Democrats Hillary Clinton and Barack Obama campaigned in Nevada before its caucuses on Saturday, criticizing President Bush's plan to help keep the economy out of recession because they said it was too late and did too little.
Arizona Sen. McCain sounded inclined to go along with a stimulus plan to lift the U.S. economy but railed against government spending at campaign stops in Myrtle Beach and Florence, South Carolina, as he sought to build on his lead over Huckabee, the former Arkansas governor.
McCain criticized Bush for signing a recent spending bill that he said contained 9,200 "pork barrel" projects, or those pushed by special interests, worth $17 billion, saying such bills should be vetoed.
"As a Republican, I stand before you embarrassed, embarrassed, that we let that spending get out of control," McCain said, adding he was not surprised the economy was stumbling.
The South Carolina Republican primary Saturday is the first of the state-by-state nominating contests to choose U.S. presidential candidates to take place in the southern United States. It will serve as a test of the candidates' appeal among socially conservative Christian voters.
McCain held a 7 percent lead over Huckabee, 29 percent to 22 percent, in a Reuters/C-SPAN/Zogby poll released Thursday, but Huckabee, a Southern Baptist preacher, was hoping his Southern roots and religious leanings would boost his appeal among South Carolina's social conservatives.

NASCAR Factor
McCain countered by campaigning with racing legend Cale Yarborough, an acknowledgment of the influence that NASCAR stock car racing crowds have on Republican politics in the South.
Romney, the former Massachusetts governor, was running a distant third in South Carolina and traveled west to campaign in Nevada, where a new poll by the Las Vegas Review-Journal showed him with a 15-point lead over McCain in that state's Republican nominating contest. Nearly 7 percent of Nevadans share Romney's Mormon faith.
"I would like to win in South Carolina but I know Senator McCain has a strong lead. But I think we may well surprise folks by how well we do there," Romney said.
Democratic presidential candidates also campaigned on Friday for Nevada's presidential nominating race, sharply criticizing Bush's economic stimulus plan aimed at lifting the economy and avoiding a recession.
"I don't think it does enough," New York Sen. Clinton told a group of workers in a small printing business in Las Vegas. "It talks about giving direct payments to people, which is good, I'm for that... (But) it leaves out 50 million working Americans, people who are on fixed incomes, who are seniors."
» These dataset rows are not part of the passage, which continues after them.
//! Validation of platform-issued user tokens

use jsonwebtoken::{decode, Algorithm, DecodingKey, Validation};
use serde::{Deserialize, Serialize};

/// Claims carried by a platform-issued user token
#[derive(Debug, Clone, Serialize, Deserialize)]
pub struct UserClaims {
    /// Subject (user ID as string, parsed to UUID downstream)
    pub sub: String,
    /// Email, when the auth service knows it
    pub email: Option<String>,
    /// Role (authenticated, anon, etc.)
    pub role: Option<String>,
    /// Audience
    pub aud: Option<String>,
    /// Issued at
    pub iat: Option<i64>,
    /// Expiration
    pub exp: i64,
}

/// Validates bearer tokens issued by the platform auth service
#[derive(Clone)]
pub struct JwtManager {
    decoding_key: DecodingKey,
}

impl JwtManager {
    pub fn new(secret: &str) -> Self {
        Self {
            decoding_key: DecodingKey::from_secret(secret.as_bytes()),
        }
    }

    /// Validate and decode a token.
    ///
    /// Explicit algorithm and audience validation; the auth service issues
    /// user tokens with audience `authenticated`.
    pub fn validate_token(&self, token: &str) -> Result<UserClaims, JwtError> {
        let mut validation = Validation::new(Algorithm::HS256);
        validation.leeway = 60; // 60 second clock skew tolerance
        validation.set_audience(&["authenticated"]);

        decode::<UserClaims>(token, &self.decoding_key, &validation)
            .map(|data| data.claims)
            .map_err(|e| match e.kind() {
                jsonwebtoken::errors::ErrorKind::ExpiredSignature => JwtError::Expired,
                jsonwebtoken::errors::ErrorKind::InvalidToken
                | jsonwebtoken::errors::ErrorKind::InvalidAlgorithm => JwtError::Invalid,
                jsonwebtoken::errors::ErrorKind::InvalidAudience => {
                    tracing::warn!("JWT audience validation failed, rejecting token");
                    JwtError::Invalid
                }
                _ => JwtError::Validation(e.to_string()),
            })
    }
}

#[derive(Debug, thiserror::Error)]
pub enum JwtError {
    #[error("Token has expired")]
    Expired,
    #[error("Invalid token")]
    Invalid,
    #[error("Token validation failed: {0}")]
    Validation(String),
}

#[cfg(test)]
#[allow(clippy::unwrap_used, clippy::expect_used)]
mod tests {
    use super::*;
    use jsonwebtoken::{encode, EncodingKey, Header};
    use time::{Duration, OffsetDateTime};
    use uuid::Uuid;

    const SECRET: &str = "test-secret-key-at-least-32-chars!!";

    fn issue(aud: &str, exp_offset: Duration, email: Option<&str>) -> String {
        let now = OffsetDateTime::now_utc();
        let claims = UserClaims {
            sub: Uuid::new_v4().to_string(),
            email: email.map(str::to_string),
            role: Some("authenticated".to_string()),
            aud: Some(aud.to_string()),
            iat: Some(now.unix_timestamp()),
            exp: (now + exp_offset).unix_timestamp(),
        };
        encode(
            &Header::new(Algorithm::HS256),
            &claims,
            &EncodingKey::from_secret(SECRET.as_bytes()),
        )
        .unwrap()
    }

    #[test]
    fn test_valid_token_passes() {
        let manager = JwtManager::new(SECRET);
        let token = issue("authenticated", Duration::hours(1), Some("jane@x.com"));

        let claims = manager.validate_token(&token).unwrap();
        assert_eq!(claims.email.as_deref(), Some("jane@x.com"));
        assert!(Uuid::parse_str(&claims.sub).is_ok());
    }

    #[test]
    fn test_expired_token_rejected() {
        let manager = JwtManager::new(SECRET);
        let token = issue("authenticated", Duration::hours(-2), None);

        assert!(matches!(
            manager.validate_token(&token),
            Err(JwtError::Expired)
        ));
    }

    #[test]
    fn test_wrong_audience_rejected() {
        let manager = JwtManager::new(SECRET);
        let token = issue("anon", Duration::hours(1), None);

        assert!(matches!(
            manager.validate_token(&token),
            Err(JwtError::Invalid)
        ));
    }

    #[test]
    fn test_wrong_secret_rejected() {
        let manager = JwtManager::new("another-secret-key-also-32-chars!!!");
        let token = issue("authenticated", Duration::hours(1), None);

        assert!(manager.validate_token(&token).is_err());
    }
}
Illinois Sen. Obama also criticized Bush's plan, saying it came too late and left out tens of millions of workers and senior citizens. He also criticized Clinton, accusing her of changing her own stimulus proposals in recent days.
"This is a larger point," he told a big crowd in Reno. "The American people don't want a president whose policies change with the moment."
A Reuters/C-SPAN/Zogby poll Friday showed Clinton with a 5-point lead over Obama in Nevada, 42 percent to 37 percent, with former North Carolina Sen. John Edwards a distant third at 12 percent.